Pour connaître les règles légales de la prévoyance, il faut donc lire le chapitre sur la complémentaire santé.
La sécurité sociale verse aux ayants droit un capital décès plafonné à trois mois de salaire sous plafond.Soit trois mois de salaire du défunt, soit un maximum en 2011 de 8838 € quand le défunt percevait un salaire mensuel de 2946 € ou plus.Si les cadres sont couverts par un capital en cas de décès depuis 1947, les non cadres le sont aussi de plus en plus au fur et à mesure de la signature d’accords de branche qui l’imposent aux entreprises. Ce capital est versé aux ayants-droit désignés par le salarié ou bien aux ayants droit désignés par la loi : conjoint marital et enfants à charge.
Certains contrats peuvent prévoir, en cas de décès du salarié, qu’une rente soit versée pour financer les études des enfants à charge. Pour obtenir le financement, la preuve de la scolarisation et du bon suivi des études devra être apporté à l’organisme de prévoyance chaque année jusqu’à la fin des études.
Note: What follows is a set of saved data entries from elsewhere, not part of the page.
//! Dispatch loops: pop the next task, run it on its layer's pool, record
//! the outcome.
//!
//! Several loops share the queue. Popping is exclusive, so a task is only
//! ever dispatched by one loop. An idle loop parks on the queue instead of
//! polling it.

use std::sync::Arc;

use tokio::task::JoinHandle;
use tracing::{debug, error};

use super::dispatcher::Shared;
use crate::domain::Task;
use crate::error::TaskError;

pub(crate) fn spawn(shared: &Arc<Shared>, count: usize) -> Vec<JoinHandle<()>> {
    (0..count)
        .map(|loop_id| tokio::spawn(dispatch_loop(loop_id, Arc::clone(shared))))
        .collect()
}

async fn dispatch_loop(loop_id: usize, shared: Arc<Shared>) {
    debug!(loop_id, "dispatch loop started");
    loop {
        // Stop wins over a ready task; `next` is cancel-safe.
        let task = tokio::select! {
            biased;
            _ = shared.stop.cancelled() => break,
            task = shared.queue.next() => task,
        };
        dispatch(&shared, task).await;
    }
    debug!(loop_id, "dispatch loop stopped");
}

async fn dispatch(shared: &Shared, task: Task) {
    let started = shared.begin(&task);
    let layer = task.layer();

    let (Some(pool), Some(handler)) = (shared.pool(layer), shared.handler(layer)) else {
        // Submission rejects layers without a handler, so this is a wiring bug.
        error!(task_id = %task.id(), layer = %layer, "no pool or handler for layer");
        shared.fail(task, TaskError::PoolClosed(layer), started.elapsed());
        return;
    };

    debug!(
        task_id = %task.id(),
        layer = %layer,
        priority = %task.priority(),
        attempt = task.attempt(),
        "dispatching task"
    );

    let outcome = pool.run(&task, handler).await;
    let execution_time = started.elapsed();
    match outcome {
        Ok(result) => shared.complete(task, result, execution_time),
        Err(err) => shared.fail(task, err, execution_time),
    }
}
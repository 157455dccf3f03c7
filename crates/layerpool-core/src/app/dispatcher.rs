//! The dispatcher context object.
//!
//! [`Dispatcher`] is a cheap, cloneable handle. Everything it needs lives in
//! one shared context built once by [`DispatcherBuilder`](super::DispatcherBuilder):
//! the global queue, one pool per layer, the handler table, task bookkeeping
//! with metrics, and the event bus.
//!
//! Task bookkeeping and metrics share one lock. Every state transition
//! (queued, active, completed, failed) updates both in the same critical
//! section, so a metrics snapshot never disagrees with the task states.

use std::collections::{BTreeMap, HashMap, HashSet};
use std::sync::atomic::{AtomicBool, Ordering};
use std::sync::{Arc, Mutex, MutexGuard, PoisonError};
use std::time::{Duration, Instant};

use tokio::sync::{Notify, broadcast};
use tokio::task::JoinHandle;
use tokio_util::sync::CancellationToken;
use tracing::{debug, info, warn};

use super::events::EventBus;
use super::status::{LayerStatus, ShutdownReport};
use crate::config::DispatcherConfig;
use crate::domain::{
    DispatchEvent, Layer, Priority, Task, TaskId, TaskOptions, TaskRequest, TaskState, TaskType,
};
use crate::error::{DispatchError, TaskError};
use crate::metrics::{MetricsAggregator, MetricsSnapshot};
use crate::pool::LayerPool;
use crate::queue::TaskQueue;
use crate::ports::{Clock, IdGenerator, LayerHandler};

/// Timeout applied by [`Dispatcher::process_realtime_task`].
pub const REALTIME_TIMEOUT: Duration = Duration::from_secs(5);

struct ActiveEntry {
    task: Task,
    started: Instant,
}

struct DispatchState {
    queued: HashSet<TaskId>,
    active: HashMap<TaskId, ActiveEntry>,
    metrics: MetricsAggregator,
}

#[derive(Default)]
struct Background {
    loops: Vec<JoinHandle<()>>,
    forwarder: Option<JoinHandle<()>>,
}

pub(crate) struct Shared {
    config: DispatcherConfig,
    clock: Arc<dyn Clock>,
    ids: Arc<dyn IdGenerator>,
    pub(crate) queue: TaskQueue,
    pools: HashMap<Layer, Arc<LayerPool>>,
    handlers: HashMap<Layer, Arc<dyn LayerHandler>>,
    state: Mutex<DispatchState>,
    /// Pinged whenever the active set becomes empty.
    idle: Notify,
    events: EventBus,
    /// Stops the dispatch loops from taking new tasks.
    pub(crate) stop: CancellationToken,
    shutting_down: AtomicBool,
    background: Mutex<Background>,
}

impl Shared {
    fn lock(&self) -> MutexGuard<'_, DispatchState> {
        self.state.lock().unwrap_or_else(PoisonError::into_inner)
    }

    fn is_shutting_down(&self) -> bool {
        self.shutting_down.load(Ordering::Acquire)
    }

    pub(crate) fn pool(&self, layer: Layer) -> Option<Arc<LayerPool>> {
        self.pools.get(&layer).cloned()
    }

    pub(crate) fn handler(&self, layer: Layer) -> Option<Arc<dyn LayerHandler>> {
        self.handlers.get(&layer).cloned()
    }

    /// Move a freshly popped task from queued to active.
    pub(crate) fn begin(&self, task: &Task) -> Instant {
        let started = Instant::now();
        let mut state = self.lock();
        state.queued.remove(&task.id());
        state.active.insert(
            task.id(),
            ActiveEntry {
                task: task.clone(),
                started,
            },
        );
        started
    }

    pub(crate) fn complete(&self, task: Task, result: serde_json::Value, execution_time: Duration) {
        let layer = task.layer();
        let mut state = self.lock();
        state.active.remove(&task.id());
        state
            .metrics
            .record_completion(&task, execution_time, Instant::now());
        if let Some(pool) = self.pools.get(&layer) {
            state.metrics.set_utilization(layer, pool.utilization());
        }
        debug!(
            task_id = %task.id(),
            layer = %layer,
            attempt = task.attempt(),
            elapsed_ms = execution_time.as_millis() as u64,
            "task completed"
        );
        self.events.emit(DispatchEvent::TaskCompleted {
            task,
            result,
            execution_time,
        });
        self.notify_if_idle(&state);
    }

    /// Retry `task` if it has retries left and the dispatcher is still
    /// running, otherwise record it as finally failed.
    pub(crate) fn fail(&self, mut task: Task, error: TaskError, execution_time: Duration) {
        let mut state = self.lock();
        state.active.remove(&task.id());

        if error.is_retryable() && !self.is_shutting_down() && task.consume_retry() {
            let id = task.id();
            warn!(
                task_id = %id,
                layer = %task.layer(),
                attempt = task.attempt() - 1,
                retries_remaining = task.retries_remaining(),
                %error,
                "attempt failed, requeueing"
            );
            match self.queue.requeue_front(task) {
                Ok(()) => {
                    state.queued.insert(id);
                    self.notify_if_idle(&state);
                    return;
                }
                Err(returned) => task = returned,
            }
        }

        self.finalize_failure(&mut state, task, error, execution_time);
        self.notify_if_idle(&state);
    }

    fn finalize_failure(
        &self,
        state: &mut DispatchState,
        task: Task,
        error: TaskError,
        execution_time: Duration,
    ) {
        state.metrics.record_failure(&task, Instant::now());
        if let Some(pool) = self.pools.get(&task.layer()) {
            state.metrics.set_utilization(task.layer(), pool.utilization());
        }
        warn!(
            task_id = %task.id(),
            layer = %task.layer(),
            attempt = task.attempt(),
            kind = ?error.kind(),
            elapsed_ms = execution_time.as_millis() as u64,
            %error,
            "task failed"
        );
        self.events.emit(DispatchEvent::TaskFailed {
            task,
            error,
            execution_time,
        });
    }

    fn notify_if_idle(&self, state: &DispatchState) {
        if state.active.is_empty() {
            self.idle.notify_waiters();
        }
    }

    async fn wait_for(&self, done: impl Fn(&DispatchState) -> bool) {
        loop {
            let notified = self.idle.notified();
            let finished = done(&self.lock());
            if finished {
                return;
            }
            notified.await;
        }
    }
}

/// Handle to a running dispatcher. Clones share the same dispatcher.
#[derive(Clone)]
pub struct Dispatcher {
    shared: Arc<Shared>,
}
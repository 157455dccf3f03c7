//! Task lifecycle state.

use serde::{Deserialize, Serialize};

/// Where a task currently is.
///
/// State transitions:
/// - Queued -> Active -> Completed
/// - Queued -> Active -> Queued (failed, retries left)
/// - Queued -> Active -> Failed (failed, no retries left)
/// - Queued -> Failed (dispatcher shut down before dispatch)
#[derive(Debug, Clone, Copy, PartialEq, Eq, Hash, Serialize, Deserialize)]
#[serde(rename_all = "snake_case")]
pub enum TaskState {
    /// Waiting in the global queue.
    Queued,

    /// Owned by exactly one pool worker.
    Active,

    Completed,

    /// Terminal failure. Never resurrected.
    Failed,
}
Les prestataires autorisés à proposer des contrats de prévoyance sont :
• les sociétés régies par le code des assurances (compagnies d’assurances, mutuelles d’assurances et filiales de banques),
• les mutuelles régies par le code de la mutualité,
• les institutions de prévoyance régies par le code de la sécurité sociale.
Chacun de ces prestataires répond à des règles de fonctionnement spécifiques liées à son statut. Elles sont soumises à des obligations réglementaires strictes en matière de provisionnement et de sécurité financière.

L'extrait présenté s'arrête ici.